(Beginning of MATERIALS PROVIDED)

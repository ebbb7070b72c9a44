//! Cross-reference checks over a freshly built registry.
//!
//! Runs after the catalogs are assembled, so every check can assume the
//! id maps themselves are well formed. Anything flagged here aborts the
//! load; a registry that survives validation contains no dangling ids.

use fable_core::{ActionKind, DialogDef, Event, RecipeDef, Registry, Requirement, RoomDef};

use crate::error::LoadError;

pub(crate) fn validate(registry: &Registry) -> Result<(), LoadError> {
    for dialog in registry.dialogs.values() {
        check_dialog(dialog)?;
    }
    for recipe in registry.recipes.values() {
        check_recipe(registry, recipe)?;
    }
    for room in registry.rooms.iter() {
        check_room(registry, room)?;
    }
    Ok(())
}

fn check_dialog(dialog: &DialogDef) -> Result<(), LoadError> {
    let context = format!("dialog {}", dialog.id);
    if !dialog.nodes.contains_key(&dialog.root) {
        return Err(LoadError::Dangling {
            context,
            kind: "dialog node",
            id: dialog.root.0,
        });
    }
    for node in dialog.nodes.values() {
        for option in &node.options {
            if let Some(next) = option.next {
                if !dialog.nodes.contains_key(&next) {
                    return Err(LoadError::Dangling {
                        context: format!("{context} node {}", node.id),
                        kind: "dialog node",
                        id: next.0,
                    });
                }
            }
        }
    }
    Ok(())
}

fn check_recipe(registry: &Registry, recipe: &RecipeDef) -> Result<(), LoadError> {
    let context = format!("recipe {} '{}'", recipe.id, recipe.name);
    for stack in recipe.inputs.iter().chain(recipe.outputs.iter()) {
        if !registry.items.contains_key(&stack.item) {
            return Err(LoadError::Dangling {
                context,
                kind: "item",
                id: stack.item.0,
            });
        }
        if stack.quantity == 0 {
            return Err(LoadError::Invalid {
                context,
                reason: format!("zero-quantity stack of item {}", stack.item),
            });
        }
    }
    if recipe.outputs.is_empty() {
        return Err(LoadError::Invalid {
            context,
            reason: "recipe produces nothing".to_string(),
        });
    }
    Ok(())
}

fn check_room(registry: &Registry, room: &RoomDef) -> Result<(), LoadError> {
    for action in &room.actions {
        let context = format!("room {} action '{}'", room.id, action.menu_name);
        for requirement in &action.requirements {
            check_requirement(registry, &context, requirement)?;
        }
        match &action.kind {
            ActionKind::Exit { target_room } => {
                if !registry.rooms.contains(*target_room) {
                    return Err(LoadError::Dangling {
                        context,
                        kind: "room",
                        id: target_room.0,
                    });
                }
            }
            ActionKind::Wrapper { events } => {
                for event in events {
                    check_event(registry, &context, event)?;
                }
            }
            ActionKind::Shop {
                default_currency,
                wares,
            } => {
                if !registry.currencies.contains_key(default_currency) {
                    return Err(LoadError::Dangling {
                        context,
                        kind: "currency",
                        id: default_currency.0,
                    });
                }
                for ware in wares {
                    if !registry.items.contains_key(ware) {
                        return Err(LoadError::Dangling {
                            context,
                            kind: "item",
                            id: ware.0,
                        });
                    }
                }
            }
            ActionKind::Dialog { dialog } => {
                if !registry.dialogs.contains_key(dialog) {
                    return Err(LoadError::Dangling {
                        context,
                        kind: "dialog",
                        id: dialog.0,
                    });
                }
            }
            ActionKind::ManageInventory => {}
        }
    }
    Ok(())
}

fn check_requirement(
    registry: &Registry,
    context: &str,
    requirement: &Requirement,
) -> Result<(), LoadError> {
    match requirement {
        Requirement::Item { item, quantity } | Requirement::ConsumeItem { item, quantity } => {
            if !registry.items.contains_key(item) {
                return Err(LoadError::Dangling {
                    context: context.to_string(),
                    kind: "item",
                    id: item.0,
                });
            }
            if *quantity == 0 {
                return Err(LoadError::Invalid {
                    context: context.to_string(),
                    reason: format!("zero-quantity requirement on item {item}"),
                });
            }
        }
        Requirement::Skill { skill, .. } => {
            if !registry.skills.contains_key(skill) {
                return Err(LoadError::Dangling {
                    context: context.to_string(),
                    kind: "skill",
                    id: skill.0,
                });
            }
        }
        Requirement::Currency { currency, amount } => {
            if !registry.currencies.contains_key(currency) {
                return Err(LoadError::Dangling {
                    context: context.to_string(),
                    kind: "currency",
                    id: currency.0,
                });
            }
            if *amount == 0 {
                return Err(LoadError::Invalid {
                    context: context.to_string(),
                    reason: format!("zero-amount requirement on currency {currency}"),
                });
            }
        }
        Requirement::Tag { .. } => {}
    }
    Ok(())
}

fn check_event(registry: &Registry, context: &str, event: &Event) -> Result<(), LoadError> {
    match event {
        Event::AddItem { item, .. } | Event::RemoveItem { item, .. } => {
            if !registry.items.contains_key(item) {
                return Err(LoadError::Dangling {
                    context: context.to_string(),
                    kind: "item",
                    id: item.0,
                });
            }
        }
        Event::AddCurrency { currency, .. } => {
            if !registry.currencies.contains_key(currency) {
                return Err(LoadError::Dangling {
                    context: context.to_string(),
                    kind: "currency",
                    id: currency.0,
                });
            }
        }
        Event::SkillXp { skill, .. } => {
            if !registry.skills.contains_key(skill) {
                return Err(LoadError::Dangling {
                    context: context.to_string(),
                    kind: "skill",
                    id: skill.0,
                });
            }
        }
        Event::Dialog { dialog } => {
            if !registry.dialogs.contains_key(dialog) {
                return Err(LoadError::Dangling {
                    context: context.to_string(),
                    kind: "dialog",
                    id: dialog.0,
                });
            }
        }
        Event::Craft { recipe } => {
            if let Some(recipe) = recipe {
                if !registry.recipes.contains_key(recipe) {
                    return Err(LoadError::Dangling {
                        context: context.to_string(),
                        kind: "recipe",
                        id: recipe.0,
                    });
                }
            }
        }
        Event::Combat {
            allies,
            enemies,
            on_victory,
        } => {
            if enemies.is_empty() {
                return Err(LoadError::Invalid {
                    context: context.to_string(),
                    reason: "combat event has no enemies".to_string(),
                });
            }
            for combatant in allies.iter().chain(enemies.iter()) {
                if !registry.combatants.contains_key(combatant) {
                    return Err(LoadError::Dangling {
                        context: context.to_string(),
                        kind: "combatant",
                        id: combatant.0,
                    });
                }
            }
            for chained in on_victory {
                check_event(registry, context, chained)?;
            }
        }
        Event::Text { .. } | Event::ViewSummary => {}
    }
    Ok(())
}

#[cfg(test)]
mod tests {
    use super::*;
    use std::collections::BTreeMap;

    use fable_core::{
        CurrencyDef, CurrencyId, DialogId, DialogNode, DialogOption, ItemDef, ItemId, ItemStack,
        NodeId, RecipeId, RoomGraph, RoomId,
    };

    fn empty_registry() -> Registry {
        Registry {
            items: BTreeMap::new(),
            skills: BTreeMap::new(),
            currencies: BTreeMap::new(),
            dialogs: BTreeMap::new(),
            recipes: BTreeMap::new(),
            combatants: BTreeMap::new(),
            rooms: RoomGraph::default(),
            world_seed: 0,
        }
    }

    #[test]
    fn dialog_option_must_point_at_a_real_node() {
        let mut registry = empty_registry();
        let mut nodes = BTreeMap::new();
        nodes.insert(
            NodeId(0),
            DialogNode {
                id: NodeId(0),
                text: "Hello.".to_string(),
                options: vec![DialogOption {
                    text: "And you?".to_string(),
                    next: Some(NodeId(5)),
                }],
            },
        );
        registry.dialogs.insert(
            DialogId(1),
            DialogDef {
                id: DialogId(1),
                root: NodeId(0),
                nodes,
            },
        );
        assert!(matches!(
            validate(&registry),
            Err(LoadError::Dangling { kind: "dialog node", id: 5, .. })
        ));
    }

    #[test]
    fn dialog_root_must_exist() {
        let mut registry = empty_registry();
        registry.dialogs.insert(
            DialogId(1),
            DialogDef {
                id: DialogId(1),
                root: NodeId(3),
                nodes: BTreeMap::new(),
            },
        );
        assert!(matches!(
            validate(&registry),
            Err(LoadError::Dangling { kind: "dialog node", id: 3, .. })
        ));
    }

    #[test]
    fn recipe_with_unknown_input_is_rejected() {
        let mut registry = empty_registry();
        registry.items.insert(
            ItemId(1),
            ItemDef {
                id: ItemId(1),
                name: "Potion".to_string(),
                description: String::new(),
                max_stack: 0,
                value: 0,
            },
        );
        registry.recipes.insert(
            RecipeId(1),
            RecipeDef {
                id: RecipeId(1),
                name: "Potion".to_string(),
                inputs: vec![ItemStack {
                    item: ItemId(7),
                    quantity: 2,
                }],
                outputs: vec![ItemStack {
                    item: ItemId(1),
                    quantity: 1,
                }],
            },
        );
        assert!(matches!(
            validate(&registry),
            Err(LoadError::Dangling { kind: "item", id: 7, .. })
        ));
    }

    #[test]
    fn recipe_without_outputs_is_rejected() {
        let mut registry = empty_registry();
        registry.recipes.insert(
            RecipeId(1),
            RecipeDef {
                id: RecipeId(1),
                name: "Nothing".to_string(),
                inputs: vec![],
                outputs: vec![],
            },
        );
        assert!(matches!(validate(&registry), Err(LoadError::Invalid { .. })));
    }

    #[test]
    fn empty_world_is_valid() {
        let mut registry = empty_registry();
        registry.currencies.insert(
            CurrencyId(1),
            CurrencyDef {
                id: CurrencyId(1),
                name: "Coins".to_string(),
                symbol: "c".to_string(),
            },
        );
        registry.rooms = RoomGraph::new([RoomDef {
            id: RoomId(0),
            name: "Field".to_string(),
            enter_text: String::new(),
            first_enter_text: None,
            actions: vec![],
        }]);
        assert!(validate(&registry).is_ok());
    }
}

(End of MATERIALS PROVIDED)

→ DESCRIPTION OF THE TASK: Could you write out exactly the lines above, starting at the first one and ending with the line that has "use crate::error::LoadError;"?

→ WRITTEN RESPONSE:
repository ebbb7070b72c9a44
//! Cross-reference checks over a freshly built registry.
//!
//! Runs after the catalogs are assembled, so every check can assume the
//! id maps themselves are well formed. Anything flagged here aborts the
//! load; a registry that survives validation contains no dangling ids.

use fable_core::{ActionKind, DialogDef, Event, RecipeDef, Registry, Requirement, RoomDef};

use crate::error::LoadError;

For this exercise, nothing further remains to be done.